The covariates can be collected on special genotypes chosen for their known reaction to environmental factors. Data collected on well-known genotypes, ‘the probe genotype approach’, avoid the necessity for the direct measurement of environmental data and generates covariates corresponding directly to the factors limiting plant development (Brancourt-Hulmel et al. 2000; Desclaux 1996).

Recent decades have seen a number of new developments in crop physiology and agronomy, and some integrated approaches to crop simulation modelling have been developed. Such approaches make it possible to reconstruct the plant development cycle and to determine whether a stress occurred at any given development stage. This approach can be extended to a number of past cropping seasons. Nevertheless, this promising approach requires the collection of meteorological data and their integration into crop simulation models. There is currently no example of use of information derived from crop simulation models to analyse G×E interaction.

The aim of this study was to develop a methodology, using information derived from crop simulation and G×E models, to account for variation in the grain protein content (GPC) of durum wheat varieties evaluated in a multi-environment network.

We aim to show how information derived from crop simulation models can be used to interpret both environmental effect and the adaptation of a given genotype to specific environments.

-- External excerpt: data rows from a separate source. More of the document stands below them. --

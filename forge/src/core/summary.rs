//! Short human-readable descriptions of tool calls and assistant text.
//!
//! Tool descriptions and text summaries use different budgets: a tool line is
//! a glance at what is happening, a text line may carry a full sentence.

use std::sync::LazyLock;

use regex::Regex;
use serde_json::Value;

/// Maximum characters in a tool-call description line.
pub const TOOL_LINE_MAX: usize = 70;
/// Maximum characters in an assistant text summary.
pub const TEXT_LINE_MAX: usize = 180;

/// Tools that spawn a new participant.
pub const SPAWN_TOOLS: &[&str] = &["Task", "Agent"];

/// Task-list bookkeeping and inter-agent plumbing; never shown.
pub const COORDINATION_TOOLS: &[&str] = &[
    "TodoWrite",
    "TaskCreate",
    "TaskUpdate",
    "TaskList",
    "TaskGet",
    "TaskOutput",
    "SendMessage",
    "TeamCreate",
    "TeamDelete",
];

static NARRATION_RE: LazyLock<Regex> = LazyLock::new(|| {
    Regex::new(concat!(
        r"(?i)^(?:now,?\s+|next,?\s+)?",
        r"(?:i\s*(?:will|'ll|’ll|am going to|'m going to)|let\s+me)",
        r"\s+(?:now\s+)?(?:call|use|invoke|run)\b",
    ))
    .expect("narration pattern should be valid")
});

pub fn is_spawn_tool(name: &str) -> bool {
    SPAWN_TOOLS.contains(&name)
}

pub fn is_coordination_tool(name: &str) -> bool {
    COORDINATION_TOOLS.contains(&name)
}

/// Truncate to `max` characters, replacing the tail with `...` when cut.
pub fn truncate_chars(text: &str, max: usize) -> String {
    if text.chars().count() <= max {
        return text.to_string();
    }
    let keep = max.saturating_sub(3);
    let mut out: String = text.chars().take(keep).collect();
    out.push_str("...");
    out
}

/// Describe a tool call for display, or `None` for coordination tools.
pub fn describe_tool(name: &str, input: &Value) -> Option<String> {
    if is_coordination_tool(name) {
        return None;
    }
    let field = |key: &str| input.get(key).and_then(Value::as_str).map(str::trim);
    let described = match name {
        "Read" => field("file_path").map(|p| format!("Reading {p}")),
        "Write" => field("file_path").map(|p| format!("Writing {p}")),
        "Edit" | "MultiEdit" => field("file_path").map(|p| format!("Editing {p}")),
        "NotebookEdit" => field("notebook_path").map(|p| format!("Editing {p}")),
        "Bash" => field("command")
            .and_then(|c| c.lines().next())
            .map(|c| format!("Running: {c}")),
        "Grep" => field("pattern").map(|p| format!("Searching: {p}")),
        "Glob" => field("pattern").map(|p| format!("Finding: {p}")),
        "WebFetch" => field("url").map(|u| format!("Fetching {u}")),
        "WebSearch" => field("query").map(|q| format!("Searching web: {q}")),
        _ => None,
    };
    Some(truncate_chars(
        &described.unwrap_or_else(|| name.to_string()),
        TOOL_LINE_MAX,
    ))
}

/// True for text like "I'll now use the Read tool" that only narrates the
/// next tool call.
pub fn is_narration(text: &str) -> bool {
    NARRATION_RE.is_match(text.trim_start())
}

/// Summarize assistant text for a single display line.
///
/// Prefers the first sentence, then the first line, then a hard cut. Blank
/// text and narration produce `None`.
pub fn summarize_text(text: &str) -> Option<String> {
    let text = text.trim();
    if text.is_empty() || is_narration(text) {
        return None;
    }
    let sentence = collapse_whitespace(first_sentence(text));
    if sentence.chars().count() <= TEXT_LINE_MAX {
        return Some(sentence);
    }
    let line = text.lines().next().unwrap_or(text).trim();
    if line.chars().count() <= TEXT_LINE_MAX {
        return Some(line.to_string());
    }
    Some(truncate_chars(text, TEXT_LINE_MAX))
}

/// Text up to and including the first sentence terminator that is followed
/// by whitespace or the end of text. A sentence may wrap across lines.
fn first_sentence(text: &str) -> &str {
    let mut chars = text.char_indices().peekable();
    while let Some((idx, ch)) = chars.next() {
        if matches!(ch, '.' | '!' | '?') {
            let end = idx + ch.len_utf8();
            match chars.peek() {
                None => return &text[..end],
                Some((_, next)) if next.is_whitespace() => return &text[..end],
                _ => {}
            }
        }
    }
    text
}

fn collapse_whitespace(text: &str) -> String {
    text.split_whitespace().collect::<Vec<_>>().join(" ")
}

#[cfg(test)]
mod tests {
    use super::*;
    use serde_json::json;

    #[test]
    fn coordination_tools_are_hidden() {
        assert_eq!(describe_tool("TaskUpdate", &json!({})), None);
        assert_eq!(describe_tool("SendMessage", &json!({"to": "x"})), None);
    }

    #[test]
    fn describes_common_tools() {
        assert_eq!(
            describe_tool("Read", &json!({"file_path": "src/lib.rs"})).as_deref(),
            Some("Reading src/lib.rs")
        );
        assert_eq!(
            describe_tool("Bash", &json!({"command": "cargo test\necho done"})).as_deref(),
            Some("Running: cargo test")
        );
        assert_eq!(
            describe_tool("Grep", &json!({"pattern": "fn main"})).as_deref(),
            Some("Searching: fn main")
        );
        assert_eq!(describe_tool("Mystery", &json!(null)).as_deref(), Some("Mystery"));
    }

    #[test]
    fn tool_lines_are_capped() {
        let long = "x".repeat(200);
        let line = describe_tool("Write", &json!({"file_path": long})).expect("line");
        assert_eq!(line.chars().count(), TOOL_LINE_MAX);
        assert!(line.ends_with("..."));
    }

    #[test]
    fn narration_is_suppressed() {
        assert!(is_narration("I'll now use the Read tool to inspect the file."));
        assert!(is_narration("Let me call Grep for that."));
        assert!(is_narration("I will run the tests."));
        assert!(!is_narration("I found three failing tests in the parser."));
        assert_eq!(summarize_text("I will now call Bash"), None);
    }

    #[test]
    fn prefers_first_sentence() {
        let text = "The schema is ready. Next I wire up the handlers and the tests.";
        assert_eq!(summarize_text(text).as_deref(), Some("The schema is ready."));
    }

    #[test]
    fn wrapped_sentence_is_joined_onto_one_line() {
        let text = "The schema\nis ready. Next I wire up the handlers.";
        assert_eq!(summarize_text(text).as_deref(), Some("The schema is ready."));
    }

    #[test]
    fn long_sentence_falls_back_to_first_line() {
        let text = format!("Wiring the handlers\n{}", "and more ".repeat(40));
        assert_eq!(summarize_text(&text).as_deref(), Some("Wiring the handlers"));
    }

    #[test]
    fn version_numbers_do_not_end_sentences() {
        assert_eq!(
            summarize_text("Bumped to 1.2.3 today").as_deref(),
            Some("Bumped to 1.2.3 today")
        );
    }

    #[test]
    fn falls_back_to_hard_cut_with_larger_budget() {
        let text = "word ".repeat(100);
        let summary = summarize_text(&text).expect("summary");
        assert_eq!(summary.chars().count(), TEXT_LINE_MAX);
        assert!(summary.chars().count() > TOOL_LINE_MAX);
    }

    #[test]
    fn truncation_respects_multibyte_chars() {
        let text = "é".repeat(10);
        assert_eq!(truncate_chars(&text, 5), "éé...");
    }
}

We illustrate this method using durum wheat GPC data.

Materials and methods

Data collection

The data set was obtained from the French ‘Comité Technique et Permanent de la Sélection’ network; it included a total of 111 site-by-year combinations and 48 genotypes evaluated over 8 years. The study sites were located between 43.3°N and 45.4°N and at longitudes of −0.57° to 5.9°. Each genotype was tested in at least two cropping seasons (i.e. a biennial network) from 1992/1993 to 1998/1999. Only two varieties, Ardente and Néodur, were grown in every environment in all 8 years. In each biennial network, 6–12 varieties were tested over 11–21 environments. If a site was present in a given network in two consecutive years, it was considered as two distinct sites.

Each trial consisted of two replicates, with a plot size of approximately 10 m2 for each genotype. Each trial was treated with fungicides. The experimental design was either a split plot or a crisscross design. The traits measured in each trial plot were heading date, grain yield, thousand kernel weight, kernel weight per metre squared and GPC. In the field, lines were considered headed when 50% of the spikes had emerged from the flag leaf. GPC was determined by Kjeldahl’s method. We used a 1-g sample taken from the 3 kg of grain harvested in bulk for N analysis.

The data collected for each environment included climatic data (daily temperature, rainfall), cultural practices (fertilisation and irrigation) and soil characteristics [texture, depth and useful water reserve (UWR)].

Plant nitrogen nutrition and development stage

The booting-to-heading stage has been reported to be one of the most critical phenological phases for grain development. Nitrogen uptake increases dramatically during this period to reach a maximum accumulation rate (Gate 1995). We therefore focused our attention on this period of the plant cycle—the booting-to-heading stage.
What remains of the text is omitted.